A Bíblia e o abuso sexual – Katie McCoy

Nunca antes o assunto do abuso sexual contra as mulheres pareceu tão onipresente. Na última semana, um júri de Nashville condenou dois estudantes da Universidade Vanderbilt por estupro qualificado e agressão sexual qualificada quando eles abusaram de um aluna em um quarto de dormitório em 2013. Entre os muito difundidos abusos nos campi universitários, dos quais 80% não são relatados, muitos esperam que essa forte decisão judicial irá comunicar a outras vítimas de estupro que elas também serão ouvidas. O caso é só um de muitos exemplos de abuso sexual em um campus universitário. Desses, alguns ficam sem serem solucionados, a despeito de terem sido relatados. E a violência sexual nos campi das universidades não é a única fonte de notícias com histórias sobre estupro. No último outono, foi testemunhado o número atordoador de alegações de abuso sexual cometidos pelo conhecido comediante Bill Cosby. De acordo com essas mulheres, esses abusos se mantiveram em oculto pela maior parte de suas vidas. De calouras de faculdade a senhoras com mais idade, as mulheres estão falando sobre isso e buscando justiça.

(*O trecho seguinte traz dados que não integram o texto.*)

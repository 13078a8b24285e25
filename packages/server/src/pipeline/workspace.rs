use std::io;
use std::path::{Path, PathBuf};

use tracing::warn;
use uuid::Uuid;

/// Disk footprint of one build: a clone directory and a sibling zip file,
/// both named with a fresh random token so concurrent builds never collide.
///
/// Call [`BuildWorkspace::cleanup`] on every exit path. `Drop` removes
/// anything left behind if the owning future is dropped first.
#[derive(Debug)]
pub struct BuildWorkspace {
    clone_dir: PathBuf,
    zip_path: PathBuf,
    cleaned: bool,
}

impl BuildWorkspace {
    pub async fn create(work_dir: &Path, repo_name: &str) -> io::Result<Self> {
        tokio::fs::create_dir_all(work_dir).await?;
        let stem = format!("{}-{}", sanitize(repo_name), Uuid::new_v4().simple());
        Ok(Self {
            clone_dir: work_dir.join(&stem),
            zip_path: work_dir.join(format!("{stem}.zip")),
            cleaned: false,
        })
    }

    pub fn clone_dir(&self) -> &Path {
        &self.clone_dir
    }

    pub fn zip_path(&self) -> &Path {
        &self.zip_path
    }

    /// Remove the clone directory and the zip. Missing paths are fine;
    /// other failures are logged and swallowed.
    pub async fn cleanup(mut self) {
        match tokio::fs::remove_dir_all(&self.clone_dir).await {
            Err(e) if e.kind() != io::ErrorKind::NotFound => {
                warn!(path = ?self.clone_dir, error = %e, "Failed to remove clone directory");
            }
            _ => {}
        }
        match tokio::fs::remove_file(&self.zip_path).await {
            Err(e) if e.kind() != io::ErrorKind::NotFound => {
                warn!(path = ?self.zip_path, error = %e, "Failed to remove zip file");
            }
            _ => {}
        }
        self.cleaned = true;
    }
}

impl Drop for BuildWorkspace {
    fn drop(&mut self) {
        if self.cleaned {
            return;
        }
        let _ = std::fs::remove_dir_all(&self.clone_dir);
        let _ = std::fs::remove_file(&self.zip_path);
    }
}

/// Keep repository names usable as a single path component.
fn sanitize(repo_name: &str) -> String {
    let cleaned: String = repo_name
        .chars()
        .map(|c| {
            if c.is_ascii_alphanumeric() || matches!(c, '-' | '_' | '.') {
                c
            } else {
                '_'
            }
        })
        .collect();
    let trimmed = cleaned.trim_start_matches('.');
    if trimmed.is_empty() {
        "repo".to_string()
    } else {
        trimmed.to_string()
    }
}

A Bíblia não está em silêncio sobre o estupro.

Os relatos de abuso sexual contra mulheres, na Bíblia, são de quebrar o coração e até macabros. Mas eles não são varridos para debaixo do tapete ou abafados. De fato, dos três relatos descrevendo uma mulher que foi abusada sexualmente, cada um precipitou uma guerra civil. Quando a filha de Jacó, Diná, foi violada pelo filho de um governante vizinho, Siquém, os irmãos dela assassinaram o estuprador, o pai dele e todos os homens daquela cidade como vingança (Gênesis 34). Depois que a concubina cujo nome não é mencionado sofreu um estupro coletivo e foi deixada para morrer pelos homens da tribo de Benjamim, as outras tribos foram à guerra contra eles, ao saberem da injustiça contra aquela mulher (Juízes 19-21). E depois que Tamar foi estuprada pelo seu meio irmão Amnon, o irmão dela, Absalão, o matou e incitou uma rebelião contra seu pai, o Rei Davi (2 Samuel 13). Casos de estupro não eram encobertos nem ignorados. Pelo contrário, havia resposta e vingança[1]. Era uma convulsão sexual tamanha que era respondida com ultraje e com mais violência. Os casos de estupro na Escritura nos dizem algo sobre os casos de estupro sobre os quais ouvimos hoje: essas mulheres têm que ser ouvidas e têm que ser protegidas.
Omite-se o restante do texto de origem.